The two decisions are independent. You can block training crawlers while allowing search retrieval crawlers, allow all of them, or block all of them.
| User agent | Provider | Purpose |
|---|---|---|
Google-Extended | Training | |
GPTBot | OpenAI | Training |
OAI-SearchBot | OpenAI | Search indexing (ChatGPT Search) |
ChatGPT-User | OpenAI | Live retrieval |
ClaudeBot | Anthropic | Training |
Claude-SearchBot | Anthropic | Search indexing (Claude) |
Claude-User | Anthropic | Live retrieval |
PerplexityBot | Perplexity | Search indexing |
Perplexity-User | Perplexity | Live retrieval |
CCBot | Common Crawl | Training dataset (feeds multiple providers) |
Decision framework:
- You want AI citation: allow the search and retrieval crawlers (
OAI-SearchBot,ChatGPT-User,Claude-SearchBot,Claude-User,PerplexityBot,Perplexity-User). Training crawlers are irrelevant to citation. Note thatChatGPT-Userremoved its robots.txt commitment in December 2025;Perplexity-Userexplicitly ignores robots.txt by design. Blocking either reliably requires IP-level or WAF rules rather than robots.txt alone. - You want to limit AI training on your content: block
GPTBot,ClaudeBot,Google-Extended,CCBot. This does not affect AI search visibility. - You are a paywalled publisher: blocking all AI crawlers is a reasonable position. Training crawlers use your content without payment; retrieval crawlers may surface excerpts without sending traffic.
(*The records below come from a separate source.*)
//! The transform family: pure, stateless conversions over one sequence.
//!
//! Each transform is a strategy behind the [`Transform`] trait; the pipeline
//! holds a list of them and never branches on names. All of them borrow the
//! input immutably, so independent invocations are safe to run in parallel.

use std::sync::Arc;

use crate::codon::{AminoAcid, CodonTable};
use crate::error::TransformError;
use crate::report::{BaseCounts, TransformOutput};
use crate::sequence::{Base, Sequence};

/// A single analysis capability: one sequence in, one derived value out.
///
/// The built-in transforms are total over validated sequences; the `Result`
/// is the seam for external implementations that can fail. A failing
/// transform aborts the whole pipeline run.
pub trait Transform: Send + Sync {
    fn apply(&self, seq: &Sequence) -> Result<TransformOutput, TransformError>;
}

/// Per-symbol Watson-Crick complement: A↔T, C↔G.
pub struct Complement;

impl Transform for Complement {
    fn apply(&self, seq: &Sequence) -> Result<TransformOutput, TransformError> {
        let out: String = seq.bases().iter().map(|b| b.complement().symbol()).collect();
        Ok(TransformOutput::Sequence(out))
    }
}

/// Complement of the input taken in reverse order.
pub struct ReverseComplement;

impl Transform for ReverseComplement {
    fn apply(&self, seq: &Sequence) -> Result<TransformOutput, TransformError> {
        let out: String = seq
            .bases()
            .iter()
            .rev()
            .map(|b| b.complement().symbol())
            .collect();
        Ok(TransformOutput::Sequence(out))
    }
}

/// DNA to RNA: every T becomes U, everything else passes through.
pub struct Transcription;

impl Transform for Transcription {
    fn apply(&self, seq: &Sequence) -> Result<TransformOutput, TransformError> {
        let out: String = seq
            .bases()
            .iter()
            .map(|b| match b {
                Base::T => 'U',
                other => other.symbol(),
            })
            .collect();
        Ok(TransformOutput::Sequence(out))
    }
}

/// Codon-by-codon translation against a shared table.
///
/// Reads non-overlapping triplets from offset 0 and discards a trailing
/// partial triplet. A stop codon halts translation immediately; a codon
/// the table has no entry for contributes nothing and translation goes on.
pub struct Translation {
    table: Arc<CodonTable>,
}

impl Translation {
    pub fn new(table: Arc<CodonTable>) -> Self {
        Self { table }
    }
}

impl Transform for Translation {
    fn apply(&self, seq: &Sequence) -> Result<TransformOutput, TransformError> {
        let mut protein = String::new();
        for codon in seq.codons() {
            match self.table.get(codon) {
                Some(AminoAcid::Stop) => break,
                Some(AminoAcid::Residue(symbol)) => protein.push_str(symbol),
                None => {}
            }
        }
        Ok(TransformOutput::Sequence(protein))
    }
}

/// Percentage of G and C symbols: `100 * (G + C) / len`.
///
/// The empty sequence yields `0.0` rather than an error; it carries zero
/// G/C content by any reading.
pub struct GcContent;

impl Transform for GcContent {
    fn apply(&self, seq: &Sequence) -> Result<TransformOutput, TransformError> {
        if seq.is_empty() {
            return Ok(TransformOutput::Percentage(0.0));
        }
        let gc = seq
            .bases()
            .iter()
            .filter(|b| matches!(b, Base::G | Base::C))
            .count();
        Ok(TransformOutput::Percentage(
            100.0 * gc as f64 / seq.len() as f64,
        ))
    }
}

/// Occurrence count of each of A, T, G, C.
pub struct BaseCount;

impl Transform for BaseCount {
    fn apply(&self, seq: &Sequence) -> Result<TransformOutput, TransformError> {
        let mut counts = BaseCounts::default();
        for base in seq.bases() {
            match base {
                Base::A => counts.a += 1,
                Base::T => counts.t += 1,
                Base::G => counts.g += 1,
                Base::C => counts.c += 1,
            }
        }
        Ok(TransformOutput::Counts(counts))
    }
}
- You have no specific concern: the default (no explicit rules for these agents) allows everything. Most sites are in this position.
A robots.txt configuration that blocks training crawlers while keeping AI search open:
User-agent: GPTBot
Disallow: /
User-agent: ClaudeBot
Disallow: /
User-agent: Google-Extended
Disallow: /
User-agent: CCBot
Disallow: /
Leaving OAI-SearchBot, ChatGPT-User, Claude-SearchBot, Claude-User, PerplexityBot, and Perplexity-User with no explicit rule allows them, though ChatGPT-User and Perplexity-User may not honour those rules regardless.
AI crawlers represent a measurable and growing share of bot traffic. GPTBot requests grew by more than 300% between May 2024 and May 2025.1 Like Googlebot, compliance is voluntary: well-behaved providers honour robots.txt; malicious scrapers do not.
robots.txt vs. the Search Console AI blocking toggle
From June 2026, Google is testing a toggle in Search Console that lets site owners opt their site out of appearing in AI Overviews, AI Mode, and AI Overviews in Discover. This is a different mechanism from robots.txt: blocking Google-Extended stops the training crawler but does not remove your site from AI-generated answers. The Search Console toggle controls appearance in AI search features directly, without affecting crawling or traditional rankings. The toggle is currently limited to a subset of UK website owners. See AI Overviews for detail.
Auditing crawlability
The basic audit:
- Read your live robots.txt. Check it is what you expect. Verify nothing critical is disallowed.
- Use the Google Search Console URL Inspection tool. Spot-check key URLs for crawl status, indexing status, and any blocking signals.
- Crawl your own site. Tools like Screaming Frog or Sitebulb crawl as Googlebot would and report blocked URLs, redirect chains, broken links, and orphan pages.
- Review the Crawl Stats report in Search Console. Track crawl rate, response times, and host status over time. Sudden changes warrant investigation.
For a full crawlability checklist, see the Technical SEO Audit Checklist.
Frequently asked questions
Is robots.txt case-sensitive?
Yes. Disallow: /Admin/ and Disallow: /admin/ block different URLs.
Does robots.txt affect rankings?
Indirectly. By controlling what gets crawled and how crawl budget is spent, it influences indexing efficiency and the freshness of indexed content. The file itself is not a ranking signal.
Should I disallow the search results pages on my site?
Generally yes. Internal search results pages are typically low-value, near-infinite in URL combinations, and should not appear in Google’s index. Disallow them in robots.txt and noindex them on-page as belt-and-braces.